**Material shown**
----
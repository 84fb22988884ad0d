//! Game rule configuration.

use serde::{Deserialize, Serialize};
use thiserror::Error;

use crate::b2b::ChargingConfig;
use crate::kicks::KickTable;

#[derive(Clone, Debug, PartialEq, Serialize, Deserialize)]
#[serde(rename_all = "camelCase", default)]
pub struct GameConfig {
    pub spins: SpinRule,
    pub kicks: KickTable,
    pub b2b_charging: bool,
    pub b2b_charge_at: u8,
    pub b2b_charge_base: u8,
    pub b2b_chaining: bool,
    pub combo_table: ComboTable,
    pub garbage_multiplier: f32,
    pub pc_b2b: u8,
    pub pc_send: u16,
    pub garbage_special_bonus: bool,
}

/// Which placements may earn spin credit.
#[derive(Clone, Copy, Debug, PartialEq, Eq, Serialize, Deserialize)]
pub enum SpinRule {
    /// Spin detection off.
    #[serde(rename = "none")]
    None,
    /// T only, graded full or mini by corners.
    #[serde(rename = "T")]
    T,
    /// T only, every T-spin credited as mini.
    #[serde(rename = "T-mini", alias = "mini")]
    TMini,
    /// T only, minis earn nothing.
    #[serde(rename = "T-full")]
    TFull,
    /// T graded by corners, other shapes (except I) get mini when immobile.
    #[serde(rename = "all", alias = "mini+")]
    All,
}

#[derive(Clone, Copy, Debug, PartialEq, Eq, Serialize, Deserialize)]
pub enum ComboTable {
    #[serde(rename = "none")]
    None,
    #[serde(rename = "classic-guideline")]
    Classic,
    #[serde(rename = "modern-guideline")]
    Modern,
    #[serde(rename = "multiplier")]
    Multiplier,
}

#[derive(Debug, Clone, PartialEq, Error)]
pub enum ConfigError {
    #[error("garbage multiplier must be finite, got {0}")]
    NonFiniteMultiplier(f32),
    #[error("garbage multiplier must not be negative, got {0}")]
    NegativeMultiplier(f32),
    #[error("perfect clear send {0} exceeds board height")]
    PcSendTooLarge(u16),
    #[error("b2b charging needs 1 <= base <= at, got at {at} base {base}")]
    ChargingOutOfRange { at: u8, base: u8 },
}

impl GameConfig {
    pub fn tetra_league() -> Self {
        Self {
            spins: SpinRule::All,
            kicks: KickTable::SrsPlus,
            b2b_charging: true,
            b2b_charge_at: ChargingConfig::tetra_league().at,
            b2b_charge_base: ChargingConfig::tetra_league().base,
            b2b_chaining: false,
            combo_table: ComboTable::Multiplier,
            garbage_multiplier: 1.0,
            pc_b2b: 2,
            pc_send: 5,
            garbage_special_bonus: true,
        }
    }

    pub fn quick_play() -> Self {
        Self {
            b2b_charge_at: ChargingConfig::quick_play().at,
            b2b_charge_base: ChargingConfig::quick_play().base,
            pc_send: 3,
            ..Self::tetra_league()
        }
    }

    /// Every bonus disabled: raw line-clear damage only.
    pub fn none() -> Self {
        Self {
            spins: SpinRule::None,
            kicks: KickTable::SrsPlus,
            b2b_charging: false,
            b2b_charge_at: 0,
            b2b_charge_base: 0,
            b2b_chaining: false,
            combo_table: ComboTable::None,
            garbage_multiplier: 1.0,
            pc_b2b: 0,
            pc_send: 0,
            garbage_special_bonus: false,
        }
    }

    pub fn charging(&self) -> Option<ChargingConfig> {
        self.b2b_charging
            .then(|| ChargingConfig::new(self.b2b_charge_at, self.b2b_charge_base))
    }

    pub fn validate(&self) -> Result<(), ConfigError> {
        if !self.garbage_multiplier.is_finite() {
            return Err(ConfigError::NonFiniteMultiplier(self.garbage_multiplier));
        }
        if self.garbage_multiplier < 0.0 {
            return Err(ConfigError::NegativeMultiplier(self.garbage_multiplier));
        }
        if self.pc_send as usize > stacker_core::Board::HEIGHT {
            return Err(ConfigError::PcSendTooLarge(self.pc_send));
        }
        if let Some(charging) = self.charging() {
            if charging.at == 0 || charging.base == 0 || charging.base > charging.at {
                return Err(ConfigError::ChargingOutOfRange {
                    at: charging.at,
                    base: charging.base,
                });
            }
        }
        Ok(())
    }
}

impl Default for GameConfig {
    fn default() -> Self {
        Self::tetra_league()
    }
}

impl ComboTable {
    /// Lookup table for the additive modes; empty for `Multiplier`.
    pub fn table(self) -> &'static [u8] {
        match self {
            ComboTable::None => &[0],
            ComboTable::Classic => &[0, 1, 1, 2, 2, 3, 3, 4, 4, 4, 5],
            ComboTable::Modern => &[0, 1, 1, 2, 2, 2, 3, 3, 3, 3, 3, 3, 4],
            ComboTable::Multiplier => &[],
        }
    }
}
----
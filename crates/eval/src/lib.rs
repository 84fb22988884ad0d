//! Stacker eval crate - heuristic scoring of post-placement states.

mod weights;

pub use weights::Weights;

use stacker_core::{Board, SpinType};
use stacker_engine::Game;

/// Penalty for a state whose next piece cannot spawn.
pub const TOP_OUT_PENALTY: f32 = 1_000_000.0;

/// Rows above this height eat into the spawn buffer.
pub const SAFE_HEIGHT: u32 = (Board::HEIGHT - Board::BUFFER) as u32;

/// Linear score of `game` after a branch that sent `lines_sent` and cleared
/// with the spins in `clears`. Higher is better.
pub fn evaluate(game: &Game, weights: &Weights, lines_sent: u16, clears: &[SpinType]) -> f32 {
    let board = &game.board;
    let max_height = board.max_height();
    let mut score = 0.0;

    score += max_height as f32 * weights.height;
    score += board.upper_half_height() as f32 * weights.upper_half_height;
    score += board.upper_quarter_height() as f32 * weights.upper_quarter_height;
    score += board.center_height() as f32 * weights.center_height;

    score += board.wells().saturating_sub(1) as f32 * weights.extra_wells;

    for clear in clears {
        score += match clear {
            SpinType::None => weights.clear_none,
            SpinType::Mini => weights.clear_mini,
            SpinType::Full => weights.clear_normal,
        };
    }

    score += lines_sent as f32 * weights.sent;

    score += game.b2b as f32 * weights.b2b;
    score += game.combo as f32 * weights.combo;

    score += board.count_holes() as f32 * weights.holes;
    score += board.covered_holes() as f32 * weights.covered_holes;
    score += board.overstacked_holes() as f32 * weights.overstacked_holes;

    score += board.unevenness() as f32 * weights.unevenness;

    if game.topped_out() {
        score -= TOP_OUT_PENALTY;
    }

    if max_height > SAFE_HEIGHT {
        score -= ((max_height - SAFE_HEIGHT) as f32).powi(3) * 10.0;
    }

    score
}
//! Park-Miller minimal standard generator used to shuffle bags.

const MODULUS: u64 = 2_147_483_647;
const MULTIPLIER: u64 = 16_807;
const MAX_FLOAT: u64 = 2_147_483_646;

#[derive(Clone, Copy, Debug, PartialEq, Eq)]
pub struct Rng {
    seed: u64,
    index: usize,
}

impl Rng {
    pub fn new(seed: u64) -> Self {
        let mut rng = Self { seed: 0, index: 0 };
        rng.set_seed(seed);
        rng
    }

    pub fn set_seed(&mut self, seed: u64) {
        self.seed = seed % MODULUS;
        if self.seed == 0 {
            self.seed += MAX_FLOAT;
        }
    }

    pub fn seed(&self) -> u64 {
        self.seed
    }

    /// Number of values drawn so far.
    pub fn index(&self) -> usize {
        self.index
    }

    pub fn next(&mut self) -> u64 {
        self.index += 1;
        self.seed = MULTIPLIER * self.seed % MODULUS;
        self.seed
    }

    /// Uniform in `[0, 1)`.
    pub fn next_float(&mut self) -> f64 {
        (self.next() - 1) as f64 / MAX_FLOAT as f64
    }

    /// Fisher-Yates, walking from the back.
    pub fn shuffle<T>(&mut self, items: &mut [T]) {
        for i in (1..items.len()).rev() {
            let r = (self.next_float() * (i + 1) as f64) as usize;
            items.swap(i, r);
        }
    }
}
----
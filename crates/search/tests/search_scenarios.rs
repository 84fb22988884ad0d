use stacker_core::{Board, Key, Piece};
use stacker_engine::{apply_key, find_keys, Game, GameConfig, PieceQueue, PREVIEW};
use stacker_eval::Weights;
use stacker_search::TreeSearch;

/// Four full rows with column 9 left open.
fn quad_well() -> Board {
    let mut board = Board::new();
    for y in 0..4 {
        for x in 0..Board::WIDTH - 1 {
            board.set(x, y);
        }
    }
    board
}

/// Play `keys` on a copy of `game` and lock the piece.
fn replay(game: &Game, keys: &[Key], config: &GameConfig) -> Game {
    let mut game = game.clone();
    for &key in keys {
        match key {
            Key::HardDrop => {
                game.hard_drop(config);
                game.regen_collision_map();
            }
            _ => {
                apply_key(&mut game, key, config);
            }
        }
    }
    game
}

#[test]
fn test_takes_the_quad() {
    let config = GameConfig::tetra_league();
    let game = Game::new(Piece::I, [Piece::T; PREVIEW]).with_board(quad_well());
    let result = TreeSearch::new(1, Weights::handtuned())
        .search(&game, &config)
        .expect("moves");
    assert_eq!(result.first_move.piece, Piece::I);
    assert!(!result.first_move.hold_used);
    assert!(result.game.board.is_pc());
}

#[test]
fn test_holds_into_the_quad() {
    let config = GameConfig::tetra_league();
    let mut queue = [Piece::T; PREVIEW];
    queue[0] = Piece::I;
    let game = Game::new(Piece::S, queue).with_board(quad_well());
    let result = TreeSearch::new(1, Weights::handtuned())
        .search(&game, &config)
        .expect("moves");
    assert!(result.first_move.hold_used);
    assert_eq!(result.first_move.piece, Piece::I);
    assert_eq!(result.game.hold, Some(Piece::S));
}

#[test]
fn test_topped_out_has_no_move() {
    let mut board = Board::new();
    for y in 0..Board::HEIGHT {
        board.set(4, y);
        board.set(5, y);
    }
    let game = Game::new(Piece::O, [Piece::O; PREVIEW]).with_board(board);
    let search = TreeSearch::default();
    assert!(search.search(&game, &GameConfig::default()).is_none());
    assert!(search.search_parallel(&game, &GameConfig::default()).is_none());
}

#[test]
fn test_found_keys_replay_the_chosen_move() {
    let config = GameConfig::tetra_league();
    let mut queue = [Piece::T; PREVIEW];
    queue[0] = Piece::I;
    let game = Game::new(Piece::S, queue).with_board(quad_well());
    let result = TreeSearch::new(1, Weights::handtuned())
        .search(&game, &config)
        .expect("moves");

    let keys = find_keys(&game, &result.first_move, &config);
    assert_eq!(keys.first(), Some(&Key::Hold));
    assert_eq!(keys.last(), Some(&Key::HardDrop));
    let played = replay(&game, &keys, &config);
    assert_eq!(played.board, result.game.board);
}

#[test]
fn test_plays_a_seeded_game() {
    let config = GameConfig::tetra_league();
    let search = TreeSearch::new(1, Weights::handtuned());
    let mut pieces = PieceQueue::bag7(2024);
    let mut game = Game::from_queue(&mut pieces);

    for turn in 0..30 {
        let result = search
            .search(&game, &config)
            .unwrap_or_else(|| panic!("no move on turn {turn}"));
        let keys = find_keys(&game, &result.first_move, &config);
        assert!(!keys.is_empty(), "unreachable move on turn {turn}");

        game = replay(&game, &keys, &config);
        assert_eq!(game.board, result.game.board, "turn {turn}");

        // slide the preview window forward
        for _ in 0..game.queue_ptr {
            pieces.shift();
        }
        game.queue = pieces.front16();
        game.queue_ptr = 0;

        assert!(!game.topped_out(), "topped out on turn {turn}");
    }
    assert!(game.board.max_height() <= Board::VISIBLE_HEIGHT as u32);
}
----
**Exercise**
Lines of the listing above that include the string "spins" should each be copied.

**Result for this task**
    pub spins: SpinRule,
            spins: SpinRule::All,
            spins: SpinRule::None,
/// with the spins in `clears`. Higher is better.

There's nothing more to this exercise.